Puis, par l'entremise de Vaunoise, Aurélien ferait demander une audience au Saint-Père, afin de recevoir sa bénédiction et de prendre date de son arrivée.

Quant à madame Prétavoine, elle ne se présenterait au Vatican qu'après le retour de Mgr de la Hotoie, avec qui elle voulait s'entendre pour bien arrêter ce qu'elle devait dire et pouvait demander.

La bibliothèque du Vatican est disposée d'une façon caractéristique, qui prouve le cas qu'on fait à Rome des livres ou des manuscrits: sa salle principale, divisée en deux nefs par des piliers, est entourée d'armoires à portes pleines qui couvrent les murs; ces armoires sont fermées à clef. Que renferment-elles? Sans doute les conservateurs le savent, mais le public l'ignore.

Ce n'est pas par, seulement par là, que cette bibliothèque ne ressemble en rien à notre Bibliothèque nationale ou à celle du British Museum, c'est encore par les lecteurs qui la fréquentent; car, à part quelques scribes qui copient des manuscrits orientaux, grecs ou latins, pour des savants étrangers qui ont eu assez d'influence pour obtenir qu'ils leur soient communiqués, ce qui n'est pas une petite affaire, les travailleurs sérieux qu'on y voit sont fort peu nombreux.
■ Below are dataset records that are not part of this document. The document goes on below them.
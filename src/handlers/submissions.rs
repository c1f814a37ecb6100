// src/handlers/submissions.rs
use log::info;
use std::sync::Arc;
use warp::reply::Json;
use warp::Rejection;

use crate::config::AppConfig;
use crate::services::verification::{verify_submission, VerificationRequest};

pub async fn verify(config: Arc<AppConfig>, body: VerificationRequest) -> Result<Json, Rejection> {
    info!(
        "Handling verification for user {} at store {}",
        body.submission.user_id, body.submission.store_id
    );

    let outcome = verify_submission(&body, &config.verification);
    Ok(warp::reply::json(&outcome))
}
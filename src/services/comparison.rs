// src/services/comparison.rs
use chrono::NaiveDate;
use log::debug;
use serde::Serialize;
use std::collections::BTreeMap;

use crate::models::PriceRecord;
use crate::services::discount::is_active;

/// One store's latest known price for a product.
#[derive(Debug, Clone, PartialEq, Serialize)]
pub struct StorePrice {
    pub store_id: String,
    pub on_discount: bool,
    pub discount_amount: i64,
    pub record: PriceRecord,
}

#[derive(Debug, Clone, Default, PartialEq, Serialize)]
pub struct PriceComparison {
    pub lowest: Option<StorePrice>,
    /// Discounted stores first (by current price), then regular stores (by selling price).
    pub stores: Vec<StorePrice>,
}

/// Latest record per store, keyed by store id.
///
/// When two records of a store share a timestamp the first one seen wins.
pub fn latest_by_store(records: &[PriceRecord]) -> BTreeMap<&str, &PriceRecord> {
    let mut latest: BTreeMap<&str, &PriceRecord> = BTreeMap::new();
    for record in records {
        latest
            .entry(record.store_id.as_str())
            .and_modify(|current| {
                if record.recorded_at > current.recorded_at {
                    *current = record;
                }
            })
            .or_insert(record);
    }
    latest
}

fn store_price(record: &PriceRecord, today: NaiveDate) -> StorePrice {
    let discount_amount = record.discount_amount.unwrap_or(0);
    StorePrice {
        store_id: record.store_id.clone(),
        on_discount: is_active(record.discount_period.as_deref(), today) && record.has_discount_amount(),
        discount_amount,
        record: record.clone(),
    }
}

/// Compare one product's prices across stores.
///
/// Stores are visited in store id order, so the lowest price ties go to the
/// lexically smallest store id.
pub fn compare_stores(records: &[PriceRecord], today: NaiveDate) -> PriceComparison {
    let latest = latest_by_store(records);

    let mut lowest: Option<&PriceRecord> = None;
    for record in latest.values().copied() {
        if lowest.map_or(true, |best| record.current_price < best.current_price) {
            lowest = Some(record);
        }
    }

    let (mut discounted, mut regular): (Vec<StorePrice>, Vec<StorePrice>) = latest
        .values()
        .map(|record| store_price(record, today))
        .partition(|store| store.on_discount);

    discounted.sort_by_key(|store| store.record.current_price);
    regular.sort_by_key(|store| store.record.selling_price);

    debug!(
        "Compared {} stores: {} on discount, {} regular",
        latest.len(),
        discounted.len(),
        regular.len()
    );

    discounted.extend(regular);
    PriceComparison {
        lowest: lowest.map(|record| store_price(record, today)),
        stores: discounted,
    }
}
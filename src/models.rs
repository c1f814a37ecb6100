// src/models.rs
use chrono::{DateTime, Datelike, NaiveDate, Utc};
use serde::{Deserialize, Serialize};
use std::fmt;

/// A calendar date with no time-of-day or offset attached.
///
/// Fields are only range checked (month 1-12, day 1-31) by the period parser,
/// so comparisons go through [`CivilDate::key`] rather than a calendar type.
#[derive(Debug, Clone, Copy, PartialEq, Eq, PartialOrd, Ord, Hash, Serialize, Deserialize)]
pub struct CivilDate {
    pub year: i32,
    pub month: u32,
    pub day: u32,
}

impl CivilDate {
    pub fn new(year: i32, month: u32, day: u32) -> Self {
        CivilDate { year, month, day }
    }

    /// `YYYYMMDD` as one comparable integer.
    pub fn key(&self) -> i64 {
        self.year as i64 * 10000 + self.month as i64 * 100 + self.day as i64
    }

    /// `YYMMDD` with a two-digit year, used for sorting and grouping.
    pub fn short_key(&self) -> u32 {
        self.year.rem_euclid(100) as u32 * 10000 + self.month * 100 + self.day
    }

    /// `YY.MM.DD`
    pub fn short_display(&self) -> String {
        format!("{:02}.{:02}.{:02}", self.year.rem_euclid(100), self.month, self.day)
    }
}

impl From<NaiveDate> for CivilDate {
    fn from(date: NaiveDate) -> Self {
        CivilDate::new(date.year(), date.month(), date.day())
    }
}

#[derive(Debug, Clone, Copy, PartialEq, Eq, Serialize, Deserialize)]
pub struct DiscountPeriod {
    pub start: CivilDate,
    pub end: CivilDate,
}

impl DiscountPeriod {
    pub fn contains(&self, day: CivilDate) -> bool {
        self.start.key() <= day.key() && day.key() <= self.end.key()
    }
}

/// Canonical `YY.MM.DD - YY.MM.DD` rendering.
impl fmt::Display for DiscountPeriod {
    fn fmt(&self, f: &mut fmt::Formatter) -> fmt::Result {
        write!(f, "{} - {}", self.start.short_display(), self.end.short_display())
    }
}

/// A price row as it comes out of the data layer or an export.
///
/// `discount_price` is overloaded upstream: it is either the discount amount or the
/// final discounted price. Use [`crate::services::pricing::normalize`] before
/// reading discount information from it.
#[derive(Debug, Clone, PartialEq, Serialize, Deserialize)]
pub struct RawPriceRecord {
    pub product_id: String,
    pub store_id: String,
    pub recorded_at: DateTime<Utc>,
    pub selling_price: i64,
    #[serde(default)]
    pub discount_price: Option<i64>,
    pub current_price: i64,
    #[serde(default)]
    pub discount_period: Option<String>,
}

/// A price row with the discount fields split into unambiguous values.
#[derive(Debug, Clone, PartialEq, Serialize, Deserialize)]
pub struct PriceRecord {
    pub product_id: String,
    pub store_id: String,
    pub recorded_at: DateTime<Utc>,
    pub selling_price: i64,
    pub discount_amount: Option<i64>,
    pub discounted_price: Option<i64>,
    /// The price to display and compare, whatever the discount fields say.
    pub current_price: i64,
    pub discount_period: Option<String>,
}

impl PriceRecord {
    pub fn has_discount_amount(&self) -> bool {
        self.discount_amount.unwrap_or(0) > 0
    }
}
// src/handlers/prices.rs
use log::{error, info};
use serde::Deserialize;
use std::collections::BTreeSet;
use warp::reply::Json;
use warp::Rejection;

use super::error::ApiError;
use crate::models::RawPriceRecord;
use crate::services::comparison::compare_stores;
use crate::services::discount::today_in_seoul;
use crate::services::pricing::{dedupe, normalize_all, sort_newest_first};

#[derive(Debug, Deserialize)]
pub struct PriceRecordsRequest {
    pub records: Vec<RawPriceRecord>,
}

// Dedupe keys and store comparisons are per product.
fn ensure_single_product(records: &[RawPriceRecord]) -> Result<(), Rejection> {
    let products: BTreeSet<&str> = records.iter().map(|r| r.product_id.as_str()).collect();
    if products.len() > 1 {
        error!("Price request mixes {} products", products.len());
        return Err(warp::reject::custom(ApiError::bad_request(format!(
            "records must belong to a single product, got {}",
            products.len()
        ))));
    }
    Ok(())
}

pub async fn get_price_history(body: PriceRecordsRequest) -> Result<Json, Rejection> {
    info!("Handling request to deduplicate {} price records", body.records.len());
    ensure_single_product(&body.records)?;

    let mut records = normalize_all(body.records);
    sort_newest_first(&mut records);
    let history = dedupe(records, today_in_seoul());

    Ok(warp::reply::json(&history))
}

pub async fn compare_prices(body: PriceRecordsRequest) -> Result<Json, Rejection> {
    info!("Handling request to compare {} price records across stores", body.records.len());
    ensure_single_product(&body.records)?;

    let records = normalize_all(body.records);
    let comparison = compare_stores(&records, today_in_seoul());
    if let Some(lowest) = &comparison.lowest {
        info!("Lowest price {} at store {}", lowest.record.current_price, lowest.store_id);
    }

    Ok(warp::reply::json(&comparison))
}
Ce fut presque un événement quand on vit chaque matin arriver un jeune Français, de toilette et de tournure élégantes, qui pendant trois heures s'enfonçait dans la Somme de la foi contre les Gentils ou la Somme théologique de saint Thomas d'Aquin, et qui, sans lever le nez de dessus ses in-folio, piochait consciencieusement l'Ange de l'école en prenant des notes.

On tournait autour de lui en regardant par-dessus son épaule, on examinait son écriture, on cherchait à deviner sur quel point portaient ses études ou ses recherches.

Il copiait ses citations sans les traduire, mais il prenait ses notes en français.

Quel était ce Français?

Ce fut la question que chacun se posa.

Heureusement la curiosité fut vite satisfaite au moins quant au nom: M. Aurélien Prétavoine, ancien élève de l'Université de Louvain, descendu avec sa mère à l'Hôtel de la Minerve; seulement, quant aux causes déterminantes de ce travail, les discussions restèrent ouvertes sans que personne trouvât rien d'entièrement concluant; un jeune homme de cet âge et de cette tournure, assidu, appliqué au travail, cela n'était pas naturel, et l'on se demandait sans parvenir à le percer, le mystère qui se cachait là-dessous.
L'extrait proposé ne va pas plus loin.